On Friday, 14 September 2018 at 20:43:45 UTC, SrMordred wrote:
On Friday, 14 September 2018 at 19:44:37 UTC, berni wrote:
a) I've got an int[] which contains only 0 und 1. And I want
to end with a string, containing 0 and 1. So [1,1,0,1,0,1]
should become "110101". Of course I can do this with a loop
and ~. But I think it should be doable with functional style,
which is something I would like to understand better. Can
anyone help me here? (I think a.map!(a=>to!char(a+'0')) does
the trick, but is this good style or is there a better way?)

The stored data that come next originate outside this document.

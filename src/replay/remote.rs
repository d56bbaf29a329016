//! Replay driven by the server stream.
//!
//! [`RemoteReplay`] pairs a [`ReplayEngine`] in remote mode with a
//! [`StreamingTransport`]. Commands go out through the transport; a consumer
//! task applies incoming events to the engine with the same per-bar logic as
//! a local replay.

use super::timer::{lock, wait_until, SharedEngine};
use super::{ReplayEngine, ReplayError, ReplayState};
use crate::bar::Timeframe;
use crate::protocol::{ReplayCommand, ReplayEvent};
use crate::transport::{
    ConnectionStatus, ShutdownOutcome, StreamingTransport, TransportConfig, TransportError,
    TransportEvent,
};
use chrono::NaiveDate;
use std::fmt;
use std::sync::atomic::{AtomicUsize, Ordering};
use std::sync::{Arc, Mutex};
use std::time::Duration;
use tokio::sync::mpsc;
use tokio::task::JoinHandle;
use tokio::time::{timeout, Instant};

/// Errors from [`RemoteReplay`] operations
#[derive(Debug, Clone, PartialEq)]
pub enum RemoteReplayError {
    Replay(ReplayError),
    Transport(TransportError),
}

impl fmt::Display for RemoteReplayError {
    fn fmt(&self, f: &mut fmt::Formatter<'_>) -> fmt::Result {
        match self {
            RemoteReplayError::Replay(err) => write!(f, "{}", err),
            RemoteReplayError::Transport(err) => write!(f, "{}", err),
        }
    }
}

impl std::error::Error for RemoteReplayError {}

impl From<ReplayError> for RemoteReplayError {
    fn from(err: ReplayError) -> Self {
        RemoteReplayError::Replay(err)
    }
}

impl From<TransportError> for RemoteReplayError {
    fn from(err: TransportError) -> Self {
        RemoteReplayError::Transport(err)
    }
}

/// Stop commands sent to the server that it has not answered yet.
///
/// While a stop is pending, run-scoped events (bars, pause and resume
/// replies, `finished`) still belong to the abandoned server run and are
/// dropped. Each `stopped` reply settles one pending stop.
#[derive(Debug, Default)]
pub struct PendingStops(AtomicUsize);

impl PendingStops {
    pub fn new() -> Self {
        PendingStops::default()
    }

    /// Records a stop about to be sent.
    pub fn expect(&self) {
        self.0.fetch_add(1, Ordering::SeqCst);
    }

    /// Settles one pending stop. Returns false if none was pending.
    pub fn settle(&self) -> bool {
        self.0
            .fetch_update(Ordering::SeqCst, Ordering::SeqCst, |n| n.checked_sub(1))
            .is_ok()
    }

    pub fn is_pending(&self) -> bool {
        self.0.load(Ordering::SeqCst) > 0
    }

    /// Forgets every pending stop; the server run died with the socket.
    pub fn clear(&self) {
        self.0.store(0, Ordering::SeqCst);
    }
}

/// What the consumer should do after an event
#[derive(Debug, Clone, Copy, PartialEq, Eq)]
pub enum EventAction {
    Continue,
    /// The run completed; restore the original series after the grace delay
    ScheduleRestore,
    /// The run was aborted locally and a stop is now pending; the server run
    /// must be stopped too
    SendStop,
}

/// Applies one transport event to the engine.
pub fn apply_event(
    engine: &Mutex<ReplayEngine>,
    pending: &PendingStops,
    event: &TransportEvent,
) -> EventAction {
    let mut engine = lock(engine);

    if let TransportEvent::Message(message) = event {
        let run_scoped = matches!(
            message,
            ReplayEvent::Bar { .. }
                | ReplayEvent::Paused { .. }
                | ReplayEvent::Resumed { .. }
                | ReplayEvent::Finished { .. }
        );
        if run_scoped && pending.is_pending() {
            log::debug!("Dropping {:?} from a stopped server run", message);
            return EventAction::Continue;
        }
    }

    match event {
        TransportEvent::Message(ReplayEvent::Bar { bar, .. }) => match engine.ingest(*bar) {
            Ok(()) => {}
            Err(ReplayError::NotRunning) => {
                log::debug!("Dropping bar {} outside a session", bar.time.to_rfc3339());
            }
            Err(ReplayError::BarBeforeStart(time)) => {
                log::debug!("Dropping stale bar {}", time.to_rfc3339());
            }
            Err(ReplayError::MalformedBar(err)) => {
                log::warn!("Streamed bar aborted the replay: {}", err);
                pending.expect();
                return EventAction::SendStop;
            }
            Err(err) => log::warn!("Rejected streamed bar: {}", err),
        },
        TransportEvent::Message(ReplayEvent::Paused { .. }) => {
            if let Err(err) = engine.pause() {
                log::debug!("Ignoring paused event: {}", err);
            }
        }
        TransportEvent::Message(ReplayEvent::Resumed { .. }) => {
            if let Err(err) = engine.resume() {
                log::debug!("Ignoring resumed event: {}", err);
            }
        }
        TransportEvent::Message(ReplayEvent::Finished { .. }) => {
            if engine.finish_remote().is_ok() {
                return EventAction::ScheduleRestore;
            }
        }
        TransportEvent::Message(ReplayEvent::Stopped { .. }) => {
            if pending.settle() {
                log::debug!("Server acknowledged stop");
            } else if engine.state() != ReplayState::Stopped {
                engine.stop();
            }
        }
        TransportEvent::Message(ReplayEvent::Error { message }) => {
            log::warn!("Server reported replay error: {}", message);
            if engine.state() != ReplayState::Stopped {
                pending.expect();
                engine.abort(message);
                return EventAction::SendStop;
            }
        }
        TransportEvent::Message(ReplayEvent::Connected { message, .. }) => {
            log::info!("{}", message);
        }
        TransportEvent::Message(ReplayEvent::Heartbeat { .. }) => {}
        TransportEvent::Status(status) => match status {
            ConnectionStatus::Disconnected { .. } | ConnectionStatus::Failed { .. } => {
                // The server run dies with the socket
                pending.clear();
                if engine.state() != ReplayState::Stopped {
                    engine.abort(&status.to_string());
                }
            }
            _ => log::debug!("Transport status: {}", status),
        },
    }

    EventAction::Continue
}

async fn consume(
    engine: SharedEngine,
    pending: Arc<PendingStops>,
    commands: mpsc::Sender<ReplayCommand>,
    mut events: mpsc::UnboundedReceiver<TransportEvent>,
    grace: Duration,
) {
    let mut restore_at: Option<Instant> = None;

    loop {
        tokio::select! {
            event = events.recv() => {
                let Some(event) = event else { break };
                match apply_event(&engine, &pending, &event) {
                    EventAction::Continue => {}
                    EventAction::ScheduleRestore => {
                        restore_at = Some(Instant::now() + grace);
                    }
                    EventAction::SendStop => {
                        if let Err(err) = commands.try_send(ReplayCommand::Stop) {
                            log::warn!("Could not stop the server run: {}", err);
                            pending.settle();
                        }
                    }
                }
            }
            _ = wait_until(restore_at) => {
                lock(&engine).restore_if_pending();
                restore_at = None;
            }
        }
    }

    // Transport gone; make sure a completed run does not stay on the chart
    lock(&engine).restore_if_pending();
}

/// Remote replay session for one symbol
pub struct RemoteReplay {
    engine: SharedEngine,
    pending: Arc<PendingStops>,
    transport: StreamingTransport,
    consumer: Option<JoinHandle<()>>,
}

impl RemoteReplay {
    /// Opens the stream for the engine's symbol and starts consuming events.
    pub fn connect(engine: SharedEngine, config: TransportConfig) -> Self {
        let (symbol, grace) = {
            let engine = lock(&engine);
            (engine.symbol().to_string(), engine.config().restore_grace)
        };

        let (transport, events) = StreamingTransport::connect(&symbol, config);
        let pending = Arc::new(PendingStops::new());
        let consumer = tokio::spawn(consume(
            engine.clone(),
            Arc::clone(&pending),
            transport.command_sender(),
            events,
            grace,
        ));

        RemoteReplay {
            engine,
            pending,
            transport,
            consumer: Some(consumer),
        }
    }

    /// Starts a server replay from `start_date`.
    ///
    /// If the command cannot be delivered the local session is aborted and the
    /// original series restored.
    pub async fn start(
        &self,
        timeframe: Timeframe,
        speed: f64,
        start_date: Option<NaiveDate>,
        show_historical: bool,
    ) -> Result<(), RemoteReplayError> {
        let start_time = start_date
            .and_then(|date| date.and_hms_opt(0, 0, 0))
            .map(|naive| naive.and_utc());
        lock(&self.engine).start_remote(start_time, speed, show_historical)?;

        let command = ReplayCommand::Start {
            timeframe,
            speed,
            start_date,
        };
        if let Err(err) = self.transport.send_command(command).await {
            lock(&self.engine).abort(&err.to_string());
            return Err(err.into());
        }
        Ok(())
    }

    pub async fn pause(&self) -> Result<(), RemoteReplayError> {
        Ok(self.transport.send_command(ReplayCommand::Pause).await?)
    }

    pub async fn resume(&self) -> Result<(), RemoteReplayError> {
        Ok(self.transport.send_command(ReplayCommand::Resume).await?)
    }

    /// Stops the local session right away and asks the server to stop.
    ///
    /// Events of the stopped server run that arrive before its `stopped`
    /// reply are dropped, so a `start` right after `stop` is not disturbed.
    pub async fn stop(&self) -> Result<(), RemoteReplayError> {
        self.pending.expect();
        lock(&self.engine).stop();
        if let Err(err) = self.transport.send_command(ReplayCommand::Stop).await {
            self.pending.settle();
            return Err(err.into());
        }
        Ok(())
    }

    /// True while a stop sent to the server is still unanswered.
    pub fn stop_pending(&self) -> bool {
        self.pending.is_pending()
    }

    pub fn engine(&self) -> &SharedEngine {
        &self.engine
    }

    pub fn transport(&self) -> &StreamingTransport {
        &self.transport
    }

    /// Shuts the transport down, then waits for the consumer to drain.
    pub async fn shutdown(&mut self) -> ShutdownOutcome {
        let outcome = self.transport.shutdown(true).await;

        if let Some(mut consumer) = self.consumer.take() {
            if timeout(Duration::from_secs(1), &mut consumer).await.is_err() {
                consumer.abort();
            }
        }

        let mut engine = lock(&self.engine);
        if engine.state() != ReplayState::Stopped {
            engine.stop();
        }
        outcome
    }
}

impl Drop for RemoteReplay {
    fn drop(&mut self) {
        if let Some(consumer) = self.consumer.take() {
            consumer.abort();
        }
    }
}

Yes, that's fine. That gives you a range; if you want an array,
call array() with that expression. Also, since you know the
addition won't overflow, you can substitute the to!char call with
a cast (arr.map!(c => cast(char)(c + '0')).array).
Another option is to index a string literal: arr.map!(c =>
"01"[c]).array
auto a = [1,0,1,1,1,0,1,0,1,1,1,1,0];
a.map!(to!string)
.join("")
.chunks(4)
.map!(to!string) //donĀ“t know why the chunks are not
already strings at this point ;/
.writeln;
That's needlessly complicated and inefficient; this will allocate
one string per array element.
If you don't need the result to be actual arrays, this works:
auto res = [1,0,1,1,1,0,1,0,1,1,1,1,0]
.map!(c => "01"[c])
.chunks(4);
assert(equal!equal(res, ["1011","1010","1111","0"]));
If you need a real array of arrays:
auto arr = res
.map!array
.array;
assert(arr == ["1011","1010","1111","0"]);